--- DATA FOR THE TASK Enclosed Below ---

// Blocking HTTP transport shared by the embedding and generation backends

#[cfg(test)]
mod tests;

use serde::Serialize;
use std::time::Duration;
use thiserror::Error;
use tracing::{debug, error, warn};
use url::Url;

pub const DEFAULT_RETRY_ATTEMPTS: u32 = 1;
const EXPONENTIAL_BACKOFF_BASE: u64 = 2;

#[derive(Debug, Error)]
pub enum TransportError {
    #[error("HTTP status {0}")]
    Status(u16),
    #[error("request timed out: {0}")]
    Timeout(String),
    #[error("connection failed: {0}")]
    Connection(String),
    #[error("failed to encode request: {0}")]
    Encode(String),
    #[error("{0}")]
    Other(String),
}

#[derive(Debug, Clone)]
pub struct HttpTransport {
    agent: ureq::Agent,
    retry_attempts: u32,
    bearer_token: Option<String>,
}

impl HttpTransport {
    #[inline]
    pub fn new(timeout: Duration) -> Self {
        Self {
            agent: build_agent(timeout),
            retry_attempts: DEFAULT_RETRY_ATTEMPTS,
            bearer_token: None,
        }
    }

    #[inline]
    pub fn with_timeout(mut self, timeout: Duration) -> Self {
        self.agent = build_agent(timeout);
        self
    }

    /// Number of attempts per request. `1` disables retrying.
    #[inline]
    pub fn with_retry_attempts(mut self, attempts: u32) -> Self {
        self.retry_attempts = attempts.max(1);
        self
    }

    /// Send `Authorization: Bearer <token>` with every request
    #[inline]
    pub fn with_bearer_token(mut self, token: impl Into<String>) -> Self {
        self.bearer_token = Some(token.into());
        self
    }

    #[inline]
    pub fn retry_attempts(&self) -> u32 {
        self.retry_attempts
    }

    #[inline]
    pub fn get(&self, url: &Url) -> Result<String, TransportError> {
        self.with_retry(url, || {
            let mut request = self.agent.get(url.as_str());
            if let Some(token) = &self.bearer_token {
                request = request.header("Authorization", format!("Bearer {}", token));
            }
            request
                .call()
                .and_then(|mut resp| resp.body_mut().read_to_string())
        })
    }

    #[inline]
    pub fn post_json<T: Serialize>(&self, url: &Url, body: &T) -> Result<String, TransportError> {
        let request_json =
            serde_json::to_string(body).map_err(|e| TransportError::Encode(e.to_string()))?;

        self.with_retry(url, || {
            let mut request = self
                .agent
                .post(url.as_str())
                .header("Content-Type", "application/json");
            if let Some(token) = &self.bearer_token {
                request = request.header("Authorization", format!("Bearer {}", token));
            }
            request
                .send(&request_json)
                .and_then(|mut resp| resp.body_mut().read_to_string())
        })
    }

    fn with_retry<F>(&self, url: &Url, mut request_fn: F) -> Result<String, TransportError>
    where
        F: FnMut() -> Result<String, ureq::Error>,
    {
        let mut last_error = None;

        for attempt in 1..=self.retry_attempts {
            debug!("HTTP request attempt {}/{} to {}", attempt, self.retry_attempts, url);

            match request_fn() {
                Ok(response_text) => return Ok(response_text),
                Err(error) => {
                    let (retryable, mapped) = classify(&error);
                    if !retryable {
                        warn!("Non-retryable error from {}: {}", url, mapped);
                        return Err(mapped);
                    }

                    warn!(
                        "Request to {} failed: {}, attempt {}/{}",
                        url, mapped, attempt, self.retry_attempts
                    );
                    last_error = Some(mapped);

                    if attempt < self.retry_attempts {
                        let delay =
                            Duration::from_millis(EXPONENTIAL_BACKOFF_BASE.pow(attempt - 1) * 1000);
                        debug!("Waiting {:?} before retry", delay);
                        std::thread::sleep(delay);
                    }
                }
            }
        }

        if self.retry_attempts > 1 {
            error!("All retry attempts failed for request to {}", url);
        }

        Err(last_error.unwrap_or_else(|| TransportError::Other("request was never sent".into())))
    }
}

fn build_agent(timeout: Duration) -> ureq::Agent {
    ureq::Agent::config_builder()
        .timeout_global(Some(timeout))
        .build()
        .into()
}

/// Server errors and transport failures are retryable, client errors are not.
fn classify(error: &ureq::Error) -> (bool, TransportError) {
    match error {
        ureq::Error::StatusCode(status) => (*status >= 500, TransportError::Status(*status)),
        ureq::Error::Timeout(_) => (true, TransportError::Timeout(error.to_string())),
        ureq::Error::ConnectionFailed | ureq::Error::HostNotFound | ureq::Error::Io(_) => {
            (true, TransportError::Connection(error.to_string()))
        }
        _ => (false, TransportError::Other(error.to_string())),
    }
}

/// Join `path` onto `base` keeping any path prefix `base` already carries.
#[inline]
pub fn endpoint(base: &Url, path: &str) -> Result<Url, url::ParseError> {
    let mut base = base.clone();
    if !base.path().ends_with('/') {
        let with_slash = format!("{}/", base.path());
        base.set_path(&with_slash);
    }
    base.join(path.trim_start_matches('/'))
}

--- End of Enclosed DATA FOR THE TASK ---

■ WHAT THE EXERCISE ASKS ■
Give back one number only: the count of lines in the entries that hold the string "delay".

■ COMPLETED TASK ■
3